ASSIGNMENT: Please return the lines of the data that contain "PartialEq".

========================

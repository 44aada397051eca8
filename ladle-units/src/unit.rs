//! Unit representation with conversion factors

use std::fmt;
use serde::Serialize;
use thiserror::Error;
use crate::{MeasurementSystem, UnitKind};

/// A measurement unit with explicit factors to and from its kind's base unit
#[derive(Debug, Clone, Copy, PartialEq, Serialize)]
pub struct Unit {
    /// The unit symbol (e.g., "g", "tsp", "piece"), unique and case-sensitive
    pub name: &'static str,
    /// Convention the unit belongs to
    pub system: MeasurementSystem,
    /// Physical quantity measured
    pub kind: UnitKind,
    /// Base unit shared by every unit of this kind
    pub base: &'static str,
    /// amount_base = amount * factor_to_base
    pub factor_to_base: f64,
    /// amount = amount_base * factor_from_base (stored, not recomputed)
    pub factor_from_base: f64,
}

impl Unit {
    /// A unit measured in multiples of its kind's base unit
    pub const fn new(
        name: &'static str,
        system: MeasurementSystem,
        kind: UnitKind,
        base: &'static str,
        factor_to_base: f64,
        factor_from_base: f64,
    ) -> Self {
        Unit { name, system, kind, base, factor_to_base, factor_from_base }
    }

    /// A count-style unit: neutral, and always 1:1 with "piece"
    pub const fn count(name: &'static str) -> Self {
        Unit::new(name, MeasurementSystem::Neutral, UnitKind::Count, "piece", 1.0, 1.0)
    }

    /// Check if this is the base unit of its kind
    pub fn is_base(&self) -> bool {
        self.name == self.base
    }

    /// Check if two units measure the same kind (can be converted)
    pub fn is_compatible(&self, other: &Unit) -> bool {
        self.kind == other.kind
    }

    /// Convert an amount in this unit to the base unit
    pub fn to_base(&self, amount: f64) -> f64 {
        amount * self.factor_to_base
    }

    /// Convert an amount in the base unit to this unit
    pub fn from_base(&self, base_amount: f64) -> f64 {
        base_amount * self.factor_from_base
    }
}

impl fmt::Display for Unit {
    fn fmt(&self, f: &mut fmt::Formatter<'_>) -> fmt::Result {
        f.write_str(self.name)
    }
}

/// Errors that can occur during unit conversion
#[derive(Debug, Clone, PartialEq, Eq, Error)]
pub enum UnitError {
    /// Unit name not present in the registry
    #[error("unknown unit: {0}")]
    UnknownUnit(String),

    /// Units measure different kinds and cannot be converted
    #[error("cannot convert {from} ({from_kind}) to {to} ({to_kind}): incompatible kinds")]
    IncompatibleKinds {
        from: String,
        to: String,
        from_kind: UnitKind,
        to_kind: UnitKind,
    },
}
//! Server configuration from the environment

use ladle_units::MeasurementSystem;
use tracing::warn;

pub const DEFAULT_SYSTEM_VAR: &str = "LADLE_DEFAULT_SYSTEM";
pub const LOG_VAR: &str = "LADLE_LOG";

#[derive(Debug, Clone, PartialEq)]
pub struct Config {
    /// System used by conversions that don't name one
    pub default_system: MeasurementSystem,
    /// Log filter used when RUST_LOG is not set
    pub log_filter: String,
}

impl Default for Config {
    fn default() -> Self {
        Config {
            default_system: MeasurementSystem::Metric,
            log_filter: "info".to_string(),
        }
    }
}

impl Config {
    /// Read configuration from process environment variables
    pub fn from_env() -> Self {
        Self::from_lookup(|key| std::env::var(key).ok())
    }

    /// Build configuration from any key lookup
    pub fn from_lookup(lookup: impl Fn(&str) -> Option<String>) -> Self {
        let mut config = Config::default();

        if let Some(raw) = lookup(DEFAULT_SYSTEM_VAR) {
            match raw.parse::<MeasurementSystem>() {
                Ok(MeasurementSystem::Neutral) => {
                    warn!(value = %raw, "{} cannot be neutral, using {}", DEFAULT_SYSTEM_VAR, config.default_system);
                }
                Ok(system) => config.default_system = system,
                Err(e) => {
                    warn!(error = %e, "invalid {}, using {}", DEFAULT_SYSTEM_VAR, config.default_system);
                }
            }
        }

        if let Some(filter) = lookup(LOG_VAR).filter(|f| !f.trim().is_empty()) {
            config.log_filter = filter;
        }

        config
    }
}
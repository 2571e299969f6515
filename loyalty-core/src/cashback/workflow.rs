//! Sale quote and registration
//!
//! Both steps re-read the customer's balance from the store immediately
//! before settling. Registration commits through a conditional write keyed on
//! that read, so two concurrent sales cannot redeem the same balance.

use serde::{Deserialize, Serialize};
use shared::error::{AppError, AppResult, ErrorCode};
use shared::models::{CustomerBalance, Merchant, Sale};
use shared::money::{Money, Percent};

use super::balance::{apply_settlement, spendable_balance};
use super::settlement::{Redemption, Settlement, settle_sale};
use crate::store::{LedgerStore, MerchantStore, SaleCommit, StoreError};

/// Sale as submitted by the merchant
#[derive(Debug, Clone, Serialize, Deserialize)]
pub struct SaleRequest {
    pub customer_id: String,
    pub purchase_amount: Money,
    #[serde(default)]
    pub redemption: Redemption,
    /// Redemption shown to the merchant when the sale was quoted
    #[serde(default)]
    pub quoted_redemption: Option<Money>,
}

#[derive(Debug, Clone, PartialEq, Serialize)]
pub struct SaleQuote {
    pub customer_id: String,
    pub purchase_amount: Money,
    pub available_balance: Money,
    /// Rate actually applied (zero below the merchant's minimum purchase)
    pub cashback_percent: Percent,
    pub below_minimum: bool,
    #[serde(flatten)]
    pub settlement: Settlement,
}

/// Rate for this purchase: the merchant's rate, or zero when the purchase is
/// below the configured minimum
fn effective_percent(merchant: &Merchant, purchase: Money) -> (Percent, bool) {
    match merchant.min_purchase_value {
        Some(min) if purchase < min => (Percent::ZERO, true),
        _ => (merchant.cashback_percent, false),
    }
}

async fn load_context<S>(
    store: &S,
    merchant_id: &str,
    customer_id: &str,
) -> AppResult<(Merchant, CustomerBalance)>
where
    S: MerchantStore + LedgerStore + ?Sized,
{
    if customer_id.trim().is_empty() {
        return Err(AppError::required("customer_id"));
    }

    let merchant = store
        .find_merchant(merchant_id)
        .await?
        .ok_or_else(|| AppError::new(ErrorCode::MerchantNotFound))?;

    let balance = store
        .load_balance(merchant_id, customer_id)
        .await
        .map_err(|e| match e {
            StoreError::NotFound(_) => AppError::new(ErrorCode::CustomerNotFound)
                .with_detail("customer_id", customer_id),
            other => other.into(),
        })?;

    Ok((merchant, balance))
}

/// Preview a sale against the customer's current balance
pub async fn quote_sale<S>(
    store: &S,
    merchant_id: &str,
    request: &SaleRequest,
    now: i64,
) -> AppResult<SaleQuote>
where
    S: MerchantStore + LedgerStore + ?Sized,
{
    let (merchant, balance) = load_context(store, merchant_id, &request.customer_id).await?;
    let available = spendable_balance(&balance, &merchant, now);
    let (percent, below_minimum) = effective_percent(&merchant, request.purchase_amount);

    let settlement = settle_sale(request.purchase_amount, available, request.redemption, percent)?;

    Ok(SaleQuote {
        customer_id: request.customer_id.clone(),
        purchase_amount: request.purchase_amount,
        available_balance: available,
        cashback_percent: percent,
        below_minimum,
        settlement,
    })
}

/// Register a sale and adjust the customer's balance atomically
///
/// If the balance dropped below a previously quoted redemption, or changed
/// between the read and the write, nothing is written and the caller gets a
/// `BalanceConflict` to re-quote.
pub async fn register_sale<S>(
    store: &S,
    merchant_id: &str,
    request: &SaleRequest,
    now: i64,
) -> AppResult<Sale>
where
    S: MerchantStore + LedgerStore + ?Sized,
{
    // 1. Fresh read
    let (merchant, balance) = load_context(store, merchant_id, &request.customer_id).await?;
    let available = spendable_balance(&balance, &merchant, now);

    // 2. Settle
    let (percent, _) = effective_percent(&merchant, request.purchase_amount);
    let settlement = settle_sale(request.purchase_amount, available, request.redemption, percent)?;

    // 3. Quoted redemption must still be honoured in full
    if let Some(quoted) = request.quoted_redemption {
        if settlement.redemption_used < quoted {
            tracing::warn!(
                merchant_id = %merchant_id,
                customer_id = %request.customer_id,
                quoted = %quoted,
                available = %available,
                "Balance dropped below quoted redemption"
            );
            return Err(AppError::new(ErrorCode::BalanceConflict)
                .with_detail("quoted_redemption", quoted.to_string())
                .with_detail("available_balance", available.to_string()));
        }
    }

    // 4. Build the atomic unit
    let new_balance = apply_settlement(&balance, available, &settlement, now)?;
    let sale = Sale {
        id: uuid::Uuid::new_v4().to_string(),
        merchant_id: merchant_id.to_string(),
        customer_id: request.customer_id.clone(),
        purchase_amount: request.purchase_amount,
        redemption_used: settlement.redemption_used,
        amount_payable: settlement.amount_payable,
        cashback_earned: settlement.cashback_earned,
        cashback_percent: percent,
        created_at: now,
    };

    // 5. Conditional commit
    let commit = SaleCommit {
        sale: sale.clone(),
        expected_balance: balance.current_balance,
        new_balance,
    };
    match store.commit_sale(commit).await {
        Ok(updated) => {
            tracing::info!(
                merchant_id = %merchant_id,
                customer_id = %sale.customer_id,
                sale_id = %sale.id,
                purchase = %sale.purchase_amount,
                redeemed = %sale.redemption_used,
                cashback = %sale.cashback_earned,
                balance = %updated.current_balance,
                "Sale registered"
            );
            Ok(sale)
        }
        Err(e @ StoreError::BalanceConflict { .. }) => {
            tracing::warn!(merchant_id = %merchant_id, customer_id = %sale.customer_id, %e, "Sale commit conflict");
            Err(e.into())
        }
        Err(e) => Err(e.into()),
    }
}
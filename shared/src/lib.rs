//! Shared types for the loyalty dashboard
//!
//! Common types used across the core, the gateway client and the HTTP
//! surface: error types, money, Brazilian documents and persisted models.

pub mod document;
pub mod error;
pub mod models;
pub mod money;
pub mod util;

// Re-exports
pub use error::{ApiResponse, AppError, AppResult, ErrorCode};
pub use money::{Money, Percent};
pub use serde::{Deserialize, Serialize};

========================

SOLUTION FOR THIS TASK:
#[derive(Debug, Clone, Copy, PartialEq, Serialize)]
#[derive(Debug, Clone, PartialEq, Eq, Error)]
#[derive(Debug, Clone, PartialEq)]
#[derive(Debug, Clone, PartialEq, Serialize)]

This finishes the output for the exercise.